Shell warns the move could worsen the current energy crisis
The CEO of energy major Shell, Ben van Beurden, has raised doubts about plans by the Group of Seven (G7) leading Western nations to impose a price cap on Russian oil to limit Moscow’s revenue from sales.
“You can see all the flaws already,” he told Bloomberg on Wednesday, noting that the system would work only if there were broad participation beyond Europe and the US.
Otherwise, “you will continue to just see what is currently happening, which is Russian crude will go to countries that are perfectly OK to still purchase Urals [Russia’s main crude export grade], for instance,” he explained.
According to Van Beurden, the world is heading for a “turbulent period” as tightening supplies of liquefied natural gas and oil exacerbate a global energy crunch.

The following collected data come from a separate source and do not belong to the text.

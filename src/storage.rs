//! Storage collaborator boundary
//!
//! The pipeline reads packets from and writes analysis results to a store
//! behind the [`PacketStore`] trait. Real persistence lives outside this
//! crate; [`MemoryStore`] backs the CLI and the tests.
//!
//! The one atomicity contract the store must honor: replacing a session's
//! clustered-source rows deletes the old rows and inserts the new ones as a
//! unit, so readers never observe a mix of old and new assignments.

use std::collections::HashMap;

use chrono::{DateTime, Utc};
use serde::{Deserialize, Serialize};

use crate::core::packet::PacketRecord;
use crate::ml::danger::ClusterAssignment;
use crate::ml::features::SourceMetrics;
use crate::scoring::ThreatAssessment;

/// A packet at rest, with its storage identity
#[derive(Debug, Clone, PartialEq, Serialize, Deserialize)]
pub struct StoredPacket {
    pub id: i64,
    pub session_id: i64,
    pub record: PacketRecord,
}

/// One clustered source row: the metrics plus the cluster verdict
#[derive(Debug, Clone, PartialEq, Serialize, Deserialize)]
pub struct ClusteredSource {
    pub metrics: SourceMetrics,
    pub assignment: ClusterAssignment,
    pub calculated_at: DateTime<Utc>,
}

/// A capture session grouping imported packets
#[derive(Debug, Clone, PartialEq, Serialize, Deserialize)]
pub struct Session {
    pub id: i64,
    pub name: String,
    pub description: String,
    pub started_at: DateTime<Utc>,
}

/// Storage collaborator contract
pub trait PacketStore {
    /// Create a session and return its ID
    fn create_session(&mut self, name: &str, description: &str) -> i64;

    /// Look up a session
    fn session(&self, session_id: i64) -> Option<Session>;

    /// Insert packets for a session, returning their IDs
    fn insert_packets(&mut self, session_id: i64, records: &[PacketRecord]) -> Vec<i64>;

    /// All packets for a session, in insertion order
    fn packets_for_session(&self, session_id: i64) -> Vec<StoredPacket>;

    /// Look up a single packet
    fn packet(&self, packet_id: i64) -> Option<StoredPacket>;

    /// Atomically replace the session's clustered-source rows
    fn replace_session_analysis(&mut self, session_id: i64, rows: Vec<ClusteredSource>);

    /// Current clustered-source rows for a session
    fn session_analysis(&self, session_id: i64) -> Vec<ClusteredSource>;

    /// Insert or overwrite the assessment for a packet
    fn upsert_assessment(&mut self, assessment: ThreatAssessment);

    /// Current assessment for a packet, if any
    fn assessment(&self, packet_id: i64) -> Option<ThreatAssessment>;
}

/// In-memory store for the CLI and tests
#[derive(Debug, Default)]
pub struct MemoryStore {
    sessions: HashMap<i64, Session>,
    packets: Vec<StoredPacket>,
    analysis: HashMap<i64, Vec<ClusteredSource>>,
    assessments: HashMap<i64, ThreatAssessment>,
    next_session_id: i64,
    next_packet_id: i64,
}

impl MemoryStore {
    pub fn new() -> Self {
        Self::default()
    }
}

impl PacketStore for MemoryStore {
    fn create_session(&mut self, name: &str, description: &str) -> i64 {
        self.next_session_id += 1;
        let id = self.next_session_id;
        self.sessions.insert(
            id,
            Session {
                id,
                name: name.to_string(),
                description: description.to_string(),
                started_at: Utc::now(),
            },
        );
        id
    }

    fn session(&self, session_id: i64) -> Option<Session> {
        self.sessions.get(&session_id).cloned()
    }

    fn insert_packets(&mut self, session_id: i64, records: &[PacketRecord]) -> Vec<i64> {
        let mut ids = Vec::with_capacity(records.len());
        for record in records {
            self.next_packet_id += 1;
            ids.push(self.next_packet_id);
            self.packets.push(StoredPacket {
                id: self.next_packet_id,
                session_id,
                record: record.clone(),
            });
        }
        ids
    }

    fn packets_for_session(&self, session_id: i64) -> Vec<StoredPacket> {
        self.packets
            .iter()
            .filter(|p| p.session_id == session_id)
            .cloned()
            .collect()
    }

    fn packet(&self, packet_id: i64) -> Option<StoredPacket> {
        self.packets.iter().find(|p| p.id == packet_id).cloned()
    }

    fn replace_session_analysis(&mut self, session_id: i64, rows: Vec<ClusteredSource>) {
        self.analysis.insert(session_id, rows);
    }

    fn session_analysis(&self, session_id: i64) -> Vec<ClusteredSource> {
        self.analysis.get(&session_id).cloned().unwrap_or_default()
    }

    fn upsert_assessment(&mut self, assessment: ThreatAssessment) {
        self.assessments.insert(assessment.packet_id, assessment);
    }

    fn assessment(&self, packet_id: i64) -> Option<ThreatAssessment> {
        self.assessments.get(&packet_id).cloned()
    }
}

#[cfg(test)]
mod tests {
    use super::*;
    use crate::ml::danger::ClusterAssignment;

    fn make_packet(source: &str, time: f64) -> PacketRecord {
        PacketRecord {
            no: 0,
            time,
            source_ip: source.to_string(),
            dest_ip: "10.0.0.1".to_string(),
            protocol: "TCP".to_string(),
            length: 100,
            port: 80,
            info: String::new(),
        }
    }

    fn make_row(source: &str, cluster_id: u32) -> ClusteredSource {
        ClusteredSource {
            metrics: SourceMetrics {
                source_ip: source.to_string(),
                packet_count: 2,
                packets_per_second: 1.0,
                average_packet_size: 100.0,
                total_bytes: 200,
                duration_seconds: 2.0,
                unique_ports: 1,
                protocols: vec!["TCP".to_string()],
            },
            assignment: ClusterAssignment {
                source_ip: source.to_string(),
                cluster_id,
                cluster_name: "Normal Traffic".to_string(),
                is_dangerous: false,
                danger_score: 10.0,
            },
            calculated_at: Utc::now(),
        }
    }

    #[test]
    fn test_sessions_and_packets() {
        let mut store = MemoryStore::new();
        let session = store.create_session("test", "");
        let other = store.create_session("other", "");

        let ids = store.insert_packets(session, &[make_packet("1.1.1.1", 0.0)]);
        store.insert_packets(other, &[make_packet("2.2.2.2", 0.0)]);

        assert_eq!(store.packets_for_session(session).len(), 1);
        assert_eq!(store.packet(ids[0]).unwrap().record.source_ip, "1.1.1.1");
        assert!(store.packet(999).is_none());
        assert!(store.session(999).is_none());
    }

    #[test]
    fn test_replace_semantics() {
        let mut store = MemoryStore::new();
        let session = store.create_session("test", "");

        store.replace_session_analysis(
            session,
            vec![make_row("1.1.1.1", 1), make_row("2.2.2.2", 2)],
        );
        store.replace_session_analysis(session, vec![make_row("3.3.3.3", 1)]);

        let rows = store.session_analysis(session);
        assert_eq!(rows.len(), 1);
        assert_eq!(rows[0].assignment.source_ip, "3.3.3.3");
    }

    #[test]
    fn test_assessment_upsert() {
        let mut store = MemoryStore::new();
        let a = crate::scoring::ThreatAssessment::classify(1, 0.9, None);
        store.upsert_assessment(a);
        let b = crate::scoring::ThreatAssessment::classify(1, 0.2, None);
        store.upsert_assessment(b.clone());

        assert_eq!(store.assessment(1).unwrap().ml_score, 0.2);
        assert!(store.assessment(2).is_none());
    }
}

The Shell CEO explained it would be hard to replace large swaths of Russian oil and gas that still flow into Western Europe. “There will be more LNG supply coming into Europe, but will there be a lot of extra new LNG supply to plug the gap? I don’t think so,” Van Beurden said.
He also pointed out that spare capacity from OPEC was lower than most believed or hoped, adding: “We’ll face tight markets unless there’s very significant fallout in demand.”
READ MORE: Anti-Russia alliance explores oil options
This week, the G7 economies reportedly agreed to explore the feasibility of a price cap on Russian oil exports.
The idea was first introduced by US Treasury Secretary Janet Yellen earlier this year, and was then taken up by the G7, which is considering the possibility of an embargo on the transportation of Russian seaborne crude oil unless it is purchased at or below a price to be agreed with international partners.